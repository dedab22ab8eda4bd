use std::collections::BTreeMap;

use crate::ir::{Direction, HierarchyEdge};

use super::{EdgeLayout, EdgeSide, NodeLayout};

/// Midpoint of the given face of a node box.
pub(crate) fn anchor_point_for_node(node: &NodeLayout, side: EdgeSide) -> (f32, f32) {
    let cx = node.x + node.width / 2.0;
    let cy = node.y + node.height / 2.0;
    match side {
        EdgeSide::Left => (node.x, cy),
        EdgeSide::Right => (node.x + node.width, cy),
        EdgeSide::Top => (cx, node.y),
        EdgeSide::Bottom => (cx, node.y + node.height),
    }
}

/// Orthogonal connector from a parent's exit face to a child's entry face.
/// The bend sits halfway between the two faces along the rank axis, so edges
/// leaving one parent share a trunk and fan out over the gap.
pub(super) fn route_edges(
    edges: &[HierarchyEdge],
    nodes: &BTreeMap<String, NodeLayout>,
    direction: Direction,
) -> Vec<EdgeLayout> {
    let start_side = EdgeSide::exit(direction);
    let end_side = EdgeSide::entry(direction);
    let mut routed = Vec::with_capacity(edges.len());
    for edge in edges {
        let (Some(from), Some(to)) = (nodes.get(&edge.parent), nodes.get(&edge.child)) else {
            continue;
        };
        let start = anchor_point_for_node(from, start_side);
        let end = anchor_point_for_node(to, end_side);
        let points = elbow(start, end, direction);
        routed.push(EdgeLayout {
            from: edge.parent.clone(),
            to: edge.child.clone(),
            start_side,
            end_side,
            points,
        });
    }
    routed
}

fn elbow(start: (f32, f32), end: (f32, f32), direction: Direction) -> Vec<(f32, f32)> {
    const ALIGNED: f32 = 0.5;
    if direction.is_horizontal() {
        if (start.1 - end.1).abs() < ALIGNED {
            return vec![start, (end.0, start.1)];
        }
        let mid_x = (start.0 + end.0) / 2.0;
        vec![start, (mid_x, start.1), (mid_x, end.1), end]
    } else {
        if (start.0 - end.0).abs() < ALIGNED {
            return vec![start, (start.0, end.1)];
        }
        let mid_y = (start.1 + end.1) / 2.0;
        vec![start, (start.0, mid_y), (end.0, mid_y), end]
    }
}

#[cfg(test)]
mod tests {
    use super::*;

    fn node(id: &str, x: f32, y: f32) -> NodeLayout {
        NodeLayout {
            id: id.to_string(),
            x,
            y,
            width: 100.0,
            height: 40.0,
            rank: 0,
            order: 0,
        }
    }

    #[test]
    fn anchors_sit_on_box_faces() {
        let n = node("n", 10.0, 20.0);
        assert_eq!(anchor_point_for_node(&n, EdgeSide::Top), (60.0, 20.0));
        assert_eq!(anchor_point_for_node(&n, EdgeSide::Bottom), (60.0, 60.0));
        assert_eq!(anchor_point_for_node(&n, EdgeSide::Left), (10.0, 40.0));
        assert_eq!(anchor_point_for_node(&n, EdgeSide::Right), (110.0, 40.0));
    }

    #[test]
    fn top_down_edges_leave_bottom_and_enter_top() {
        let nodes = BTreeMap::from([
            ("p".to_string(), node("p", 100.0, 0.0)),
            ("c".to_string(), node("c", 0.0, 100.0)),
        ]);
        let routed = route_edges(&[HierarchyEdge::new("p", "c")], &nodes, Direction::TopDown);
        assert_eq!(routed.len(), 1);
        let edge = &routed[0];
        assert_eq!(edge.start_side, EdgeSide::Bottom);
        assert_eq!(edge.end_side, EdgeSide::Top);
        assert_eq!(
            edge.points,
            vec![(150.0, 40.0), (150.0, 70.0), (50.0, 70.0), (50.0, 100.0)]
        );
    }

    #[test]
    fn aligned_left_right_edge_is_straight() {
        let nodes = BTreeMap::from([
            ("p".to_string(), node("p", 0.0, 0.0)),
            ("c".to_string(), node("c", 200.0, 0.0)),
        ]);
        let routed = route_edges(&[HierarchyEdge::new("p", "c")], &nodes, Direction::LeftRight);
        assert_eq!(routed[0].start_side, EdgeSide::Right);
        assert_eq!(routed[0].end_side, EdgeSide::Left);
        assert_eq!(routed[0].points, vec![(100.0, 20.0), (200.0, 20.0)]);
    }
}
+===+
§ **Task instructions**: Check all the records above and select each line where the string "return" is found.

§ **Written answer**:
            return vec![start, (end.0, start.1)];
            return vec![start, (start.0, end.1)];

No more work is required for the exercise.